▶ AIM OF THE EXERCISE
Down to the last line, set the entries down again exactly.

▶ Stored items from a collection
------------------------------------------------------------

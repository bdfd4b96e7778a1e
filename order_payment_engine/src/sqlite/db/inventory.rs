//! Stock and sold-counter adjustments.
//!
//! Reservation and restoration are exact inverses. Both take the full item list of one order and
//! must run inside the same transaction as the order mutation that triggered them, so the net
//! inventory effect of an order is always "fully reserved" or "fully reserved then fully
//! released" and never anything in between.

use log::debug;
use ops_common::Money;
use sqlx::SqliteConnection;

use crate::{
    db_types::{CartEntry, NewProduct, OrderItem, Product},
    traits::OrderFlowError,
};

/// Decrements stock and increments sold for every entry, guarding each row against underflow.
///
/// The `stock >= quantity` predicate re-checks availability at write time; an entry that fails it
/// raises [`OrderFlowError::InsufficientStock`], which aborts the enclosing transaction and rolls
/// back any decrements already applied for other entries.
pub async fn reserve_stock(entries: &[CartEntry], conn: &mut SqliteConnection) -> Result<(), OrderFlowError> {
    for entry in entries {
        let updated = sqlx::query(
            "UPDATE products SET stock = stock - $1, sold = sold + $1 WHERE id = $2 AND stock >= $1",
        )
        .bind(entry.quantity)
        .bind(entry.product_id)
        .execute(&mut *conn)
        .await?;
        if updated.rows_affected() == 0 {
            let available = fetch_product(entry.product_id, &mut *conn).await?.map(|p| p.stock).unwrap_or(0);
            return Err(OrderFlowError::InsufficientStock {
                product: entry.product_name.clone(),
                requested: entry.quantity,
                available,
            });
        }
    }
    debug!("📦️ Reserved stock for {} product(s)", entries.len());
    Ok(())
}

/// Restores stock and sold counters for every item of a cancelled order. The inverse of
/// [`reserve_stock`].
pub async fn restore_stock(items: &[OrderItem], conn: &mut SqliteConnection) -> Result<(), OrderFlowError> {
    for item in items {
        sqlx::query("UPDATE products SET stock = stock + $1, sold = sold - $1 WHERE id = $2")
            .bind(item.quantity)
            .bind(item.product_id)
            .execute(&mut *conn)
            .await?;
    }
    debug!("📦️ Restored stock for {} product(s)", items.len());
    Ok(())
}

pub async fn fetch_product(product_id: i64, conn: &mut SqliteConnection) -> Result<Option<Product>, sqlx::Error> {
    let product =
        sqlx::query_as("SELECT * FROM products WHERE id = $1").bind(product_id).fetch_optional(conn).await?;
    Ok(product)
}

pub async fn insert_product(product: &NewProduct, conn: &mut SqliteConnection) -> Result<Product, sqlx::Error> {
    let product: Product =
        sqlx::query_as("INSERT INTO products (name, price, stock) VALUES ($1, $2, $3) RETURNING *")
            .bind(&product.name)
            .bind(product.price)
            .bind(product.stock)
            .fetch_one(conn)
            .await?;
    Ok(product)
}

pub async fn update_price(product_id: i64, price: Money, conn: &mut SqliteConnection) -> Result<(), sqlx::Error> {
    sqlx::query("UPDATE products SET price = $1 WHERE id = $2").bind(price).bind(product_id).execute(conn).await?;
    Ok(())
}
//! Content fingerprints and per-kind duplicate criteria.
//!
//! A fingerprint is a cheap way to find duplicate candidates. It is never
//! trusted on its own: [`DuplicateCriteria::is_duplicate`] compares the
//! relevant fields exactly before anything is deleted.

use calsync_types::{ContactData, EntityKind, EventData, TaskData};
use chrono::{DateTime, Utc};
use serde::{Deserialize, Serialize};
use sha2::{Digest, Sha256};
use std::fmt;
use std::hash::{Hash, Hasher};

/// Hash of the duplication-relevant fields of an entity.
#[derive(Debug, Clone, Copy, PartialEq, Eq, Hash, PartialOrd, Ord, Serialize, Deserialize)]
#[serde(transparent)]
pub struct Fingerprint(u64);

impl Fingerprint {
    /// Wraps a raw fingerprint value.
    #[must_use]
    pub const fn from_raw(raw: u64) -> Self {
        Self(raw)
    }

    /// Returns the raw fingerprint value.
    #[must_use]
    pub const fn raw(&self) -> u64 {
        self.0
    }

    /// Fingerprints any hashable value. Stable across processes.
    pub fn of<T: Hash + ?Sized>(value: &T) -> Self {
        let mut hasher = StableHasher::default();
        value.hash(&mut hasher);
        Self(hasher.finish())
    }
}

impl fmt::Display for Fingerprint {
    fn fmt(&self, f: &mut fmt::Formatter<'_>) -> fmt::Result {
        f.write_str(&hex::encode(self.0.to_be_bytes()))
    }
}

/// `Hasher` backed by SHA-256, truncated to 64 bits on `finish`.
#[derive(Default)]
struct StableHasher(Sha256);

impl Hasher for StableHasher {
    fn write(&mut self, bytes: &[u8]) {
        self.0.update(bytes);
    }

    fn finish(&self) -> u64 {
        let digest = self.0.clone().finalize();
        let mut head = [0u8; 8];
        head.copy_from_slice(&digest[..8]);
        u64::from_be_bytes(head)
    }
}

/// Decides which fields make two entities of one kind duplicates.
pub trait DuplicateCriteria<E>: Send + Sync {
    /// The duplication-relevant fields, compared exactly.
    type Key: PartialEq + Hash;

    /// The entity kind these criteria apply to.
    fn kind(&self) -> EntityKind;

    /// Extracts the duplication-relevant fields.
    fn relevant(&self, entity: &E) -> Self::Key;

    /// Fingerprint of the relevant fields.
    fn fingerprint(&self, entity: &E) -> Fingerprint {
        Fingerprint::of(&self.relevant(entity))
    }

    /// Authoritative duplicate test.
    fn is_duplicate(&self, a: &E, b: &E) -> bool {
        self.relevant(a) == self.relevant(b)
    }
}

/// Events are duplicates when start, end and subject match.
#[derive(Debug, Clone, Copy, Default)]
pub struct EventCriteria;

impl DuplicateCriteria<EventData> for EventCriteria {
    type Key = (DateTime<Utc>, DateTime<Utc>, String);

    fn kind(&self) -> EntityKind {
        EntityKind::Event
    }

    fn relevant(&self, event: &EventData) -> Self::Key {
        (event.start, event.end, event.subject.clone())
    }
}

/// Contacts are duplicates when display name, email and phone match
/// exactly. The fingerprint ignores surrounding whitespace and email case,
/// so near matches are still compared field by field.
#[derive(Debug, Clone, Copy, Default)]
pub struct ContactCriteria;

impl DuplicateCriteria<ContactData> for ContactCriteria {
    type Key = (String, Option<String>, Option<String>);

    fn kind(&self) -> EntityKind {
        EntityKind::Contact
    }

    fn relevant(&self, contact: &ContactData) -> Self::Key {
        (
            contact.display_name.clone(),
            contact.primary_email.clone(),
            contact.primary_phone.clone(),
        )
    }

    fn fingerprint(&self, contact: &ContactData) -> Fingerprint {
        Fingerprint::of(&(
            contact.display_name.trim(),
            contact.primary_email.as_ref().map(|e| e.trim().to_lowercase()),
            contact.primary_phone.as_ref().map(|p| p.trim()),
        ))
    }
}

/// Tasks are duplicates when subject, due date and completion match.
#[derive(Debug, Clone, Copy, Default)]
pub struct TaskCriteria;

impl DuplicateCriteria<TaskData> for TaskCriteria {
    type Key = (String, Option<DateTime<Utc>>, bool);

    fn kind(&self) -> EntityKind {
        EntityKind::Task
    }

    fn relevant(&self, task: &TaskData) -> Self::Key {
        (task.subject.clone(), task.due, task.completed)
    }
}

------------------------------------------------------------

▶ RESPONSE BOX
repository bdfd4b96e7778a1e
filename order_payment_engine/src/sqlite/db/inventory.rs
//! Stock and sold-counter adjustments.
//!
//! Reservation and restoration are exact inverses. Both take the full item list of one order and
//! must run inside the same transaction as the order mutation that triggered them, so the net
//! inventory effect of an order is always "fully reserved" or "fully reserved then fully
//! released" and never anything in between.

use log::debug;
use ops_common::Money;
use sqlx::SqliteConnection;

use crate::{
    db_types::{CartEntry, NewProduct, OrderItem, Product},
    traits::OrderFlowError,
};

/// Decrements stock and increments sold for every entry, guarding each row against underflow.
///
/// The `stock >= quantity` predicate re-checks availability at write time; an entry that fails it
/// raises [`OrderFlowError::InsufficientStock`], which aborts the enclosing transaction and rolls
/// back any decrements already applied for other entries.
pub async fn reserve_stock(entries: &[CartEntry], conn: &mut SqliteConnection) -> Result<(), OrderFlowError> {
    for entry in entries {
        let updated = sqlx::query(
            "UPDATE products SET stock = stock - $1, sold = sold + $1 WHERE id = $2 AND stock >= $1",
        )
        .bind(entry.quantity)
        .bind(entry.product_id)
        .execute(&mut *conn)
        .await?;
        if updated.rows_affected() == 0 {
            let available = fetch_product(entry.product_id, &mut *conn).await?.map(|p| p.stock).unwrap_or(0);
            return Err(OrderFlowError::InsufficientStock {
                product: entry.product_name.clone(),
                requested: entry.quantity,
                available,
            });
        }
    }
    debug!("📦️ Reserved stock for {} product(s)", entries.len());
    Ok(())
}

/// Restores stock and sold counters for every item of a cancelled order. The inverse of
/// [`reserve_stock`].
pub async fn restore_stock(items: &[OrderItem], conn: &mut SqliteConnection) -> Result<(), OrderFlowError> {
    for item in items {
        sqlx::query("UPDATE products SET stock = stock + $1, sold = sold - $1 WHERE id = $2")
            .bind(item.quantity)
            .bind(item.product_id)
            .execute(&mut *conn)
            .await?;
    }
    debug!("📦️ Restored stock for {} product(s)", items.len());
    Ok(())
}

pub async fn fetch_product(product_id: i64, conn: &mut SqliteConnection) -> Result<Option<Product>, sqlx::Error> {
    let product =
        sqlx::query_as("SELECT * FROM products WHERE id = $1").bind(product_id).fetch_optional(conn).await?;
    Ok(product)
}

pub async fn insert_product(product: &NewProduct, conn: &mut SqliteConnection) -> Result<Product, sqlx::Error> {
    let product: Product =
        sqlx::query_as("INSERT INTO products (name, price, stock) VALUES ($1, $2, $3) RETURNING *")
            .bind(&product.name)
            .bind(product.price)
            .bind(product.stock)
            .fetch_one(conn)
            .await?;
    Ok(product)
}

pub async fn update_price(product_id: i64, price: Money, conn: &mut SqliteConnection) -> Result<(), sqlx::Error> {
    sqlx::query("UPDATE products SET price = $1 WHERE id = $2").bind(price).bind(product_id).execute(conn).await?;
    Ok(())
}
//! Content fingerprints and per-kind duplicate criteria.
//!
//! A fingerprint is a cheap way to find duplicate candidates. It is never
//! trusted on its own: [`DuplicateCriteria::is_duplicate`] compares the
//! relevant fields exactly before anything is deleted.

use calsync_types::{ContactData, EntityKind, EventData, TaskData};
use chrono::{DateTime, Utc};
use serde::{Deserialize, Serialize};
use sha2::{Digest, Sha256};
use std::fmt;
use std::hash::{Hash, Hasher};

/// Hash of the duplication-relevant fields of an entity.
#[derive(Debug, Clone, Copy, PartialEq, Eq, Hash, PartialOrd, Ord, Serialize, Deserialize)]
#[serde(transparent)]
pub struct Fingerprint(u64);

impl Fingerprint {
    /// Wraps a raw fingerprint value.
    #[must_use]
    pub const fn from_raw(raw: u64) -> Self {
        Self(raw)
    }

    /// Returns the raw fingerprint value.
    #[must_use]
    pub const fn raw(&self) -> u64 {
        self.0
    }

    /// Fingerprints any hashable value. Stable across processes.
    pub fn of<T: Hash + ?Sized>(value: &T) -> Self {
        let mut hasher = StableHasher::default();
        value.hash(&mut hasher);
        Self(hasher.finish())
    }
}

impl fmt::Display for Fingerprint {
    fn fmt(&self, f: &mut fmt::Formatter<'_>) -> fmt::Result {
        f.write_str(&hex::encode(self.0.to_be_bytes()))
    }
}

/// `Hasher` backed by SHA-256, truncated to 64 bits on `finish`.
#[derive(Default)]
struct StableHasher(Sha256);

impl Hasher for StableHasher {
    fn write(&mut self, bytes: &[u8]) {
        self.0.update(bytes);
    }

    fn finish(&self) -> u64 {
        let digest = self.0.clone().finalize();
        let mut head = [0u8; 8];
        head.copy_from_slice(&digest[..8]);
        u64::from_be_bytes(head)
    }
}

/// Decides which fields make two entities of one kind duplicates.
pub trait DuplicateCriteria<E>: Send + Sync {
    /// The duplication-relevant fields, compared exactly.
    type Key: PartialEq + Hash;

    /// The entity kind these criteria apply to.
    fn kind(&self) -> EntityKind;

    /// Extracts the duplication-relevant fields.
    fn relevant(&self, entity: &E) -> Self::Key;

    /// Fingerprint of the relevant fields.
    fn fingerprint(&self, entity: &E) -> Fingerprint {
        Fingerprint::of(&self.relevant(entity))
    }

    /// Authoritative duplicate test.
    fn is_duplicate(&self, a: &E, b: &E) -> bool {
        self.relevant(a) == self.relevant(b)
    }
}

/// Events are duplicates when start, end and subject match.
#[derive(Debug, Clone, Copy, Default)]
pub struct EventCriteria;

impl DuplicateCriteria<EventData> for EventCriteria {
    type Key = (DateTime<Utc>, DateTime<Utc>, String);

    fn kind(&self) -> EntityKind {
        EntityKind::Event
    }

    fn relevant(&self, event: &EventData) -> Self::Key {
        (event.start, event.end, event.subject.clone())
    }
}

/// Contacts are duplicates when display name, email and phone match
/// exactly. The fingerprint ignores surrounding whitespace and email case,
/// so near matches are still compared field by field.
#[derive(Debug, Clone, Copy, Default)]
pub struct ContactCriteria;

impl DuplicateCriteria<ContactData> for ContactCriteria {
    type Key = (String, Option<String>, Option<String>);

    fn kind(&self) -> EntityKind {
        EntityKind::Contact
    }

    fn relevant(&self, contact: &ContactData) -> Self::Key {
        (
            contact.display_name.clone(),
            contact.primary_email.clone(),
            contact.primary_phone.clone(),
        )
    }

    fn fingerprint(&self, contact: &ContactData) -> Fingerprint {
        Fingerprint::of(&(
            contact.display_name.trim(),
            contact.primary_email.as_ref().map(|e| e.trim().to_lowercase()),
            contact.primary_phone.as_ref().map(|p| p.trim()),
        ))
    }
}

/// Tasks are duplicates when subject, due date and completion match.
#[derive(Debug, Clone, Copy, Default)]
pub struct TaskCriteria;

impl DuplicateCriteria<TaskData> for TaskCriteria {
    type Key = (String, Option<DateTime<Utc>>, bool);

    fn kind(&self) -> EntityKind {
        EntityKind::Task
    }

    fn relevant(&self, task: &TaskData) -> Self::Key {
        (task.subject.clone(), task.due, task.completed)
    }
}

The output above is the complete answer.